Thursday, April 21, 2011

Game Theory Takes On Life After Death

Any writer delving into paranormal subject matter, particularly related to life after death, runs the risk of crossing the line on some readers' religious beliefs.  Mindful of this problem, I made a deliberate attempt to keep The Case Files of Thomas Carney religion neutral.  Tom starts the book as an agnostic--he states neither belief nor disbelief in God--and his outlook remains the same to the finish.  When confronted with his new situation in Afterlife, he deals with what he knows to be materially true as events unfold, not what he expects to be true out of a preconceived spiritual framework.

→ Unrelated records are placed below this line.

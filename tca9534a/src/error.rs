use crate::bus::MaybeFormat;

#[cfg(feature = "defmt")]
use defmt::Format;

/// Errors returned by the driver.
///
/// `E` is the error type of the underlying [`crate::Bus`]; it is passed
/// through untouched and never interpreted or retried here.
#[derive(Debug, Clone, PartialEq, Eq)]
#[cfg_attr(feature = "defmt", derive(Format))]
#[cfg_attr(feature = "thiserror", derive(thiserror::Error))]
pub enum Error<E: MaybeFormat> {
	/// An argument was rejected before any bus traffic took place.
	#[cfg_attr(feature = "thiserror", error("invalid argument: {0}"))]
	InvalidArgument(InvalidArgument),
	/// The bus transaction itself failed.
	#[cfg_attr(feature = "thiserror", error("bus transaction failed: {0:?}"))]
	Transport(E),
}

impl<E: MaybeFormat> Error<E> {
	/// Whether this error was caught locally (no I/O was attempted).
	pub fn is_invalid_argument(&self) -> bool {
		matches!(self, Self::InvalidArgument(_))
	}

	/// Whether this error came from the bus.
	pub fn is_transport(&self) -> bool {
		matches!(self, Self::Transport(_))
	}
}

impl<E: MaybeFormat> From<InvalidArgument> for Error<E> {
	#[inline]
	fn from(value: InvalidArgument) -> Self {
		Self::InvalidArgument(value)
	}
}

/// The reason an argument was rejected.
#[derive(Debug, Clone, Copy, PartialEq, Eq)]
#[cfg_attr(feature = "defmt", derive(Format))]
#[cfg_attr(feature = "thiserror", derive(thiserror::Error))]
pub enum InvalidArgument {
	/// The device's bus has been closed.
	#[cfg_attr(feature = "thiserror", error("bus is closed"))]
	BusClosed,
	/// The slave address is outside of `0x38..=0x3f`.
	#[cfg_attr(feature = "thiserror", error("address {0:#04x} is not a TCA9534A address"))]
	Address(u8),
	/// No register has this index.
	#[cfg_attr(feature = "thiserror", error("no such register: {0}"))]
	Register(u8),
	/// The input register cannot be written or reset.
	#[cfg_attr(feature = "thiserror", error("the input register is read-only"))]
	ReadOnlyRegister,
	/// No port has this index.
	#[cfg_attr(feature = "thiserror", error("no such port: {0}"))]
	Port(u8),
	#[cfg_attr(feature = "thiserror", error("no such level: {0}"))]
	Level(u8),
	#[cfg_attr(feature = "thiserror", error("no such polarity: {0}"))]
	Polarity(u8),
	#[cfg_attr(feature = "thiserror", error("no such direction: {0}"))]
	Direction(u8),
	/// A textual value didn't name any variant of the given kind.
	#[cfg_attr(feature = "thiserror", error("unrecognized {0:?} value"))]
	Unrecognized(Kind),
}

impl InvalidArgument {
	/// Whether the rejection was about the device handle itself
	/// (rather than an argument to the operation).
	pub fn is_handle(&self) -> bool {
		matches!(self, Self::BusClosed | Self::Address(_))
	}
}

/// What a textual value was being parsed as.
#[derive(Debug, Clone, Copy, PartialEq, Eq)]
#[cfg_attr(feature = "defmt", derive(Format))]
pub enum Kind {
	Register,
	Port,
	Level,
	Polarity,
	Direction,
}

As part of a recent issue on the new theological rendering of hell and expectations of the afterlife, Time writer Bill Saporito included this interesting assessment:

French mathematician Blaise Pascal famously pondered ROE (return on equity,  or in this case, eternity) in the spiritual-investment quandary called Pascal's Wager.  It's an exercise in game theory. A rationalist, Pascal thought about how he might bet against God's very existence and behave accordingly: more rosé, fewer rosaries. But he also knew that had he pursued a hedonistic lifestyle and God existed, a negative outcome would ensue. And he'd be totally, eternally screwed. Better to believe, he reasoned. In Pascal's logic, the rational spiritual investor becomes risk averse and spends a big chunk of the portfolio with God. Pascal, in other words, recommended that you hedge your spiritual investment.

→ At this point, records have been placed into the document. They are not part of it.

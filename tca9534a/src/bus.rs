//! The transport the driver talks through.

#[cfg(feature = "defmt")]
pub trait MaybeFormat: defmt::Format + core::fmt::Debug {}
#[cfg(feature = "defmt")]
impl<T> MaybeFormat for T where T: defmt::Format + core::fmt::Debug {}

#[cfg(not(feature = "defmt"))]
pub trait MaybeFormat: core::fmt::Debug {}
#[cfg(not(feature = "defmt"))]
impl<T> MaybeFormat for T where T: core::fmt::Debug {}

/// Highest 7-bit I2C slave address.
pub const ADDRESS_MAX: u8 = 0x7f;

/// Single-register I2C transport.
///
/// Implementations carry no register semantics of their own; they move
/// exactly one byte in or out per call and report whether that worked.
/// Both methods take `&self` since the bus is borrowed by any number of
/// device handles for the duration of a call; implementations provide
/// their own interior mutability.
pub trait Bus {
	/// The opaque error type for failed transactions.
	type Error: MaybeFormat;

	/// Whether the bus can still be used. A closed bus makes every
	/// device handle that borrows it invalid.
	fn is_open(&self) -> bool;

	/// Writes `register` to `address`, then reads one byte back
	/// from the same address.
	fn read_register(&self, address: u8, register: u8) -> Result<u8, Self::Error>;

	/// Writes the two bytes `[register, value]` to `address`.
	fn write_register(&self, address: u8, register: u8, value: u8) -> Result<(), Self::Error>;
}

impl<T: Bus + ?Sized> Bus for &T {
	type Error = T::Error;

	#[inline]
	fn is_open(&self) -> bool {
		(**self).is_open()
	}

	#[inline]
	fn read_register(&self, address: u8, register: u8) -> Result<u8, Self::Error> {
		(**self).read_register(address, register)
	}

	#[inline]
	fn write_register(&self, address: u8, register: u8, value: u8) -> Result<(), Self::Error> {
		(**self).write_register(address, register, value)
	}
}

#[cfg(feature = "embedded-hal")]
pub use self::hal::I2cBus;

#[cfg(feature = "embedded-hal")]
mod hal {
	use super::{ADDRESS_MAX, Bus};
	use crate::macros::trace;
	use core::cell::RefCell;
	use embedded_hal::i2c::{Error as _, ErrorKind, I2c};

	/// [`Bus`] adapter for any `embedded-hal` I2C implementation.
	///
	/// Reads are a single two-message `write_read` transaction and writes a
	/// single one-message `write`. The adapter is not `Sync`; sharing it
	/// across threads means putting it (and the devices using it) behind a
	/// lock of the caller's choosing.
	pub struct I2cBus<I2C: I2c> {
		iface: RefCell<Option<I2C>>,
	}

	impl<I2C: I2c> I2cBus<I2C> {
		/// Wraps an open I2C interface.
		pub fn new(iface: I2C) -> Self {
			Self {
				iface: RefCell::new(Some(iface)),
			}
		}

		/// Takes the interface out of the adapter. Afterwards the bus
		/// reports itself as closed and any device borrowing it fails
		/// validation. Returns `None` if it was already closed.
		pub fn close(&self) -> Option<I2C> {
			self.iface.try_borrow_mut().ok()?.take()
		}

		/// Consumes the adapter, handing back the interface if it
		/// was still open.
		pub fn release(self) -> Option<I2C> {
			self.iface.into_inner()
		}

		fn with_iface<T>(
			&self,
			address: u8,
			f: impl FnOnce(&mut I2C) -> Result<T, I2C::Error>,
		) -> Result<T, ErrorKind> {
			if address > ADDRESS_MAX {
				return Err(ErrorKind::Other);
			}

			// Re-entrant use (or a closed bus) is reported as a failed
			// transaction rather than a panic.
			let mut iface = self.iface.try_borrow_mut().map_err(|_| ErrorKind::Other)?;
			let iface = iface.as_mut().ok_or(ErrorKind::Other)?;
			f(iface).map_err(|err| err.kind())
		}
	}

	impl<I2C: I2c> Bus for I2cBus<I2C> {
		type Error = ErrorKind;

		fn is_open(&self) -> bool {
			self.iface
				.try_borrow()
				.map(|iface| iface.is_some())
				.unwrap_or(true)
		}

		fn read_register(&self, address: u8, register: u8) -> Result<u8, Self::Error> {
			let mut buf = [0u8; 1];
			self.with_iface(address, |iface| iface.write_read(address, &[register], &mut buf))?;
			trace!("i2c {:#x}: read {:#x} -> {:#x}", address, register, buf[0]);
			Ok(buf[0])
		}

		fn write_register(&self, address: u8, register: u8, value: u8) -> Result<(), Self::Error> {
			self.with_iface(address, |iface| iface.write(address, &[register, value]))?;
			trace!("i2c {:#x}: write {:#x} <- {:#x}", address, register, value);
			Ok(())
		}
	}

	#[cfg(test)]
	mod tests {
		extern crate std;

		use super::*;
		use embedded_hal_mock::eh1::i2c as mock_i2c;
		use std::vec;

		#[test]
		fn read_is_one_write_read_transaction() {
			let expectations = [mock_i2c::Transaction::write_read(0x38, vec![0x00], vec![0xa5])];
			let mut mock = mock_i2c::Mock::new(&expectations);

			let bus = I2cBus::new(mock.clone());
			assert_eq!(bus.read_register(0x38, 0x00), Ok(0xa5));

			mock.done();
		}

		#[test]
		fn write_is_one_two_byte_write() {
			let expectations = [mock_i2c::Transaction::write(0x3b, vec![0x03, 0x0f])];
			let mut mock = mock_i2c::Mock::new(&expectations);

			let bus = I2cBus::new(mock.clone());
			assert_eq!(bus.write_register(0x3b, 0x03, 0x0f), Ok(()));

			mock.done();
		}

		#[test]
		fn transaction_errors_are_reduced_to_their_kind() {
			let expectations = [mock_i2c::Transaction::write(0x38, vec![0x01, 0x00])
				.with_error(ErrorKind::Bus)];
			let mut mock = mock_i2c::Mock::new(&expectations);

			let bus = I2cBus::new(mock.clone());
			assert_eq!(bus.write_register(0x38, 0x01, 0x00), Err(ErrorKind::Bus));

			mock.done();
		}

		#[test]
		fn out_of_range_address_never_reaches_the_bus() {
			let expectations: [mock_i2c::Transaction; 0] = [];
			let mut mock = mock_i2c::Mock::new(&expectations);

			let bus = I2cBus::new(mock.clone());
			assert_eq!(bus.read_register(0x80, 0x00), Err(ErrorKind::Other));
			assert_eq!(bus.write_register(0xff, 0x01, 0x00), Err(ErrorKind::Other));

			mock.done();
		}

		#[test]
		fn closing_the_bus() {
			let expectations: [mock_i2c::Transaction; 0] = [];
			let mut mock = mock_i2c::Mock::new(&expectations);

			let bus = I2cBus::new(mock.clone());
			assert!(bus.is_open());
			assert!(bus.close().is_some());
			assert!(!bus.is_open());
			assert!(bus.close().is_none());
			assert_eq!(bus.read_register(0x38, 0x00), Err(ErrorKind::Other));
			assert!(bus.release().is_none());

			mock.done();
		}
	}
}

If, in mathematical terms, you assign a zero probability that hell exists, then the rational spiritual investor reduces his exposure, since the expected ROE has been declined. "What do you give up?" asks Yale University professor Keith Chen, a game-theory expert. What's relevant in game theory is the difference between the good and bad outcomes. "If the idea is everybody goes to heaven and everybody enjoys the same privileges, then it unwinds Pascal's Wager," he says.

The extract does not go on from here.